▶ BRIEF:
Only these lines of the data below are wanted: the one with "pub fn click(self, selector: &str)", the one with "pub fn wait_hidden(self, selector: &str)", and any lines between them, each repeated exactly.

Saved data entries
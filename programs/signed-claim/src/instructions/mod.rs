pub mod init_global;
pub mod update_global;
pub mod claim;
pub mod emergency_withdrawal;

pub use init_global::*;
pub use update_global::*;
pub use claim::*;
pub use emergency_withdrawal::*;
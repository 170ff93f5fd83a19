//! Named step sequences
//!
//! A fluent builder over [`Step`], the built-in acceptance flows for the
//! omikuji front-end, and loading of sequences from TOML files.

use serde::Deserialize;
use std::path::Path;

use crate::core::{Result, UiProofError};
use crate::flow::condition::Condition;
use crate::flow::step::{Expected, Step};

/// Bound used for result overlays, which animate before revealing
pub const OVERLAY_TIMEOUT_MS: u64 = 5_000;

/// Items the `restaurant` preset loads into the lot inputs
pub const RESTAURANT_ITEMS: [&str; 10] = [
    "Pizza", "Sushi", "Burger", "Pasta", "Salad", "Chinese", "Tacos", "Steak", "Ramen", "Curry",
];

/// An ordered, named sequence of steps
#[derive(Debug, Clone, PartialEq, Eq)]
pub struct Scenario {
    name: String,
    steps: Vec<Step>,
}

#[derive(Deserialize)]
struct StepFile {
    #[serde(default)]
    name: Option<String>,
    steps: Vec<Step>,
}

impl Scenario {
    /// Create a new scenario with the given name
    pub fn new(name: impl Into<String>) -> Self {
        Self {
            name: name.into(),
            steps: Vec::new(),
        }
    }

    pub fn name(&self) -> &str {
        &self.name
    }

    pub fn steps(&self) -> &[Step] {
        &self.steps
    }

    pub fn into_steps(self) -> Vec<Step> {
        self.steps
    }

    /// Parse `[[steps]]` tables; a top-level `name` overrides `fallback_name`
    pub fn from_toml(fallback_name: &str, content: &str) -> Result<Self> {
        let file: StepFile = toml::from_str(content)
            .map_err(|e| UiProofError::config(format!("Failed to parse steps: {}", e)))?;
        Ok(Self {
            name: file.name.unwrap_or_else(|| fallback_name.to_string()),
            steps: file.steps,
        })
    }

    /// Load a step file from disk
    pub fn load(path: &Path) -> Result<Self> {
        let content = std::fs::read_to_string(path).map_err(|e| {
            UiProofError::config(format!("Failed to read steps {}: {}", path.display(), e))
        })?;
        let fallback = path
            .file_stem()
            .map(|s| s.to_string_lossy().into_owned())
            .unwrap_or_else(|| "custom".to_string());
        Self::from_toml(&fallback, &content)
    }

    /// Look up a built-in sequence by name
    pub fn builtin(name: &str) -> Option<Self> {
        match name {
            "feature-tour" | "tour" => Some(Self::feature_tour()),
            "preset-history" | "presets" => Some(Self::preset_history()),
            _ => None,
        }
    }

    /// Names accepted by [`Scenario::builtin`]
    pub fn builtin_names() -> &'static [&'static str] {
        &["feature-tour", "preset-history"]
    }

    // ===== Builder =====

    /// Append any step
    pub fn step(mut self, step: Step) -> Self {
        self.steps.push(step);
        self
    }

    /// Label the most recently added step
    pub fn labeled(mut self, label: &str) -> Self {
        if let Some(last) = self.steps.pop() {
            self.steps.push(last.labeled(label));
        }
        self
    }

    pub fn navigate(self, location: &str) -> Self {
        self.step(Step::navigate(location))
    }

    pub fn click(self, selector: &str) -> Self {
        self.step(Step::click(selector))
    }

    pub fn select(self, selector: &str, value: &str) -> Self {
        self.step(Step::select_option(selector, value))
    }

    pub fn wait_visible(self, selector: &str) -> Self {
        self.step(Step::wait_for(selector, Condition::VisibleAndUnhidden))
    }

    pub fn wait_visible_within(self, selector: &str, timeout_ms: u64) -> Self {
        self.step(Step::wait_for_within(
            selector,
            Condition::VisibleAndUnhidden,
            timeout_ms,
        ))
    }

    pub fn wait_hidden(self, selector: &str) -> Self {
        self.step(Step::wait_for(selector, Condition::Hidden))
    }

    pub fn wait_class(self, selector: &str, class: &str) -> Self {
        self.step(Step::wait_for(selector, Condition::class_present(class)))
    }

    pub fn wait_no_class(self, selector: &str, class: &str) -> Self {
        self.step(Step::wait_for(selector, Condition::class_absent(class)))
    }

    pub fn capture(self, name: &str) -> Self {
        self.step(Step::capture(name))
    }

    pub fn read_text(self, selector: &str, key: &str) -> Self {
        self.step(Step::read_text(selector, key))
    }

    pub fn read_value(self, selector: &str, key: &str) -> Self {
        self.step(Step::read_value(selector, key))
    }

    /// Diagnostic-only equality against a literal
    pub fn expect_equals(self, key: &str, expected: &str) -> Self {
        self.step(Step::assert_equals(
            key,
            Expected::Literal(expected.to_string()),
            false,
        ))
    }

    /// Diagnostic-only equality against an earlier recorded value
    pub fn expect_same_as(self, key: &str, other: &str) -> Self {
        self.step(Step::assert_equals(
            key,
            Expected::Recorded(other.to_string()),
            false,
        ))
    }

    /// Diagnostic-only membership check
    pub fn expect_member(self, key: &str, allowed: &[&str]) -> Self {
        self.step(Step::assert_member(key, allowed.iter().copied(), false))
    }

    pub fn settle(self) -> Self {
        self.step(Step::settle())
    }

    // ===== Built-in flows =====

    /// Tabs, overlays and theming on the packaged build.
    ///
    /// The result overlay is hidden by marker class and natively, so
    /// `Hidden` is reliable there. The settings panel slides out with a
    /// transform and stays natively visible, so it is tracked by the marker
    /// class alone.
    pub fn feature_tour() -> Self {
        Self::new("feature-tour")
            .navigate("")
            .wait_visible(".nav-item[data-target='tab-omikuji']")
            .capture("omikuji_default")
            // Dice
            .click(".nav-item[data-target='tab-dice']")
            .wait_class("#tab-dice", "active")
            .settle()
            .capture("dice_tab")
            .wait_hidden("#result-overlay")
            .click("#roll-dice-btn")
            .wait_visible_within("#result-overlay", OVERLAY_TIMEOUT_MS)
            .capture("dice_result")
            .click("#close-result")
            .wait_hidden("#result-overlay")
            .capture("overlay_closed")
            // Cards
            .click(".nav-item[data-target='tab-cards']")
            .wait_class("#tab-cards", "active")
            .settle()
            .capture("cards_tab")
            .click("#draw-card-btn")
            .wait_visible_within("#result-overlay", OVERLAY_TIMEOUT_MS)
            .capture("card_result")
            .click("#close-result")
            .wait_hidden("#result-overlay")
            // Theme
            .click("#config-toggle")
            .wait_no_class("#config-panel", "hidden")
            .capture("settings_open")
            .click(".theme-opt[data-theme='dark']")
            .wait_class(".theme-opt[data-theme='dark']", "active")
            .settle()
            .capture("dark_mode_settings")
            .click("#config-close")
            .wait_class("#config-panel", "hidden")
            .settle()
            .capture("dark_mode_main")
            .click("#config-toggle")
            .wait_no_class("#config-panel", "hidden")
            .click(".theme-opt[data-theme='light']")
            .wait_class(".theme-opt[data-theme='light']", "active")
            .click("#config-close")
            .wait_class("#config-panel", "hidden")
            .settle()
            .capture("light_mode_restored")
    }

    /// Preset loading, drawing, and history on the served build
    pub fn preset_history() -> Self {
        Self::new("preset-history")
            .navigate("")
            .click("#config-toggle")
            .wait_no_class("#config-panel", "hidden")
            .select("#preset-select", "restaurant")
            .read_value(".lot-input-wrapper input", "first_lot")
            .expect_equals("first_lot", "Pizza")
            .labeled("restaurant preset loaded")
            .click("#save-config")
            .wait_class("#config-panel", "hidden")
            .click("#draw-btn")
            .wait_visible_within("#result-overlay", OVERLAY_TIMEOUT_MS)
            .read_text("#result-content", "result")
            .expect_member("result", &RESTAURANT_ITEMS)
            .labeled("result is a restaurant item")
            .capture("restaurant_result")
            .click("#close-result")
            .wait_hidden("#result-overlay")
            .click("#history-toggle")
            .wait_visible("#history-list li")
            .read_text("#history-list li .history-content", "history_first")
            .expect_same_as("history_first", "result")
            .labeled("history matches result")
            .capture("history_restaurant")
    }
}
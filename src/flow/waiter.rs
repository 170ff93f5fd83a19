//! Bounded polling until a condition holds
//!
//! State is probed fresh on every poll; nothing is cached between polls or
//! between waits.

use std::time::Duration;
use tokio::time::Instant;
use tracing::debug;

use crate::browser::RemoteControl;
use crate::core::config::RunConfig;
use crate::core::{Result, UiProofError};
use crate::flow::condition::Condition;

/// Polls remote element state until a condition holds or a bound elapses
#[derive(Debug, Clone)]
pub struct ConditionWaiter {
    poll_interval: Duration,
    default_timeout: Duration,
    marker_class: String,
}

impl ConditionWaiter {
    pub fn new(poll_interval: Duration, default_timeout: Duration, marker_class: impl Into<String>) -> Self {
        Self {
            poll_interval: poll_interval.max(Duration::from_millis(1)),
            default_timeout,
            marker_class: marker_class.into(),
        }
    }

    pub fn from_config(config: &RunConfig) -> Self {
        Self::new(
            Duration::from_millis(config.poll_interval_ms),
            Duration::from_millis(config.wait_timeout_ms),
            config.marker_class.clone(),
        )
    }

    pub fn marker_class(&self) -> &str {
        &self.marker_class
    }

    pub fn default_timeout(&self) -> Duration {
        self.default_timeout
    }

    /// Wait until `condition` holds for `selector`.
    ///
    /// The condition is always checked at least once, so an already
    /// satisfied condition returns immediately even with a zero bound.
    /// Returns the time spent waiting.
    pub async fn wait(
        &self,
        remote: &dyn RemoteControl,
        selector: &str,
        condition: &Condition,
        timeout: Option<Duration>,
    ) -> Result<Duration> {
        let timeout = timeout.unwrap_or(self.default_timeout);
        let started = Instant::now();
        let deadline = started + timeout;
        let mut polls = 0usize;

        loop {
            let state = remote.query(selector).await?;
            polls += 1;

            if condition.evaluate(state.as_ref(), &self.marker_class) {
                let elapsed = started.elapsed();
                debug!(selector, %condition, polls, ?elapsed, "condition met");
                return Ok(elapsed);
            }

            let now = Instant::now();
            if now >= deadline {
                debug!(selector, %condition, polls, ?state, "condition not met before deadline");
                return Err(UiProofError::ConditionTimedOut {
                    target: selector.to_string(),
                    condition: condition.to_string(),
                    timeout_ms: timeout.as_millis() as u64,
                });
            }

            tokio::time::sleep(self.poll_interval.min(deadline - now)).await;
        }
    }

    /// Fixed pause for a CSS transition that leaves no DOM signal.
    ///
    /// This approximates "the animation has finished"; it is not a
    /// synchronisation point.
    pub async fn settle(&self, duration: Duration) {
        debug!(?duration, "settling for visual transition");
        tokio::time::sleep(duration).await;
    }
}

▶ RESPONSE BELOW:
    pub fn click(self, selector: &str) -> Self {
        self.step(Step::click(selector))
    }

    pub fn select(self, selector: &str, value: &str) -> Self {
        self.step(Step::select_option(selector, value))
    }

    pub fn wait_visible(self, selector: &str) -> Self {
        self.step(Step::wait_for(selector, Condition::VisibleAndUnhidden))
    }

    pub fn wait_visible_within(self, selector: &str, timeout_ms: u64) -> Self {
        self.step(Step::wait_for_within(
            selector,
            Condition::VisibleAndUnhidden,
            timeout_ms,
        ))
    }

    pub fn wait_hidden(self, selector: &str) -> Self {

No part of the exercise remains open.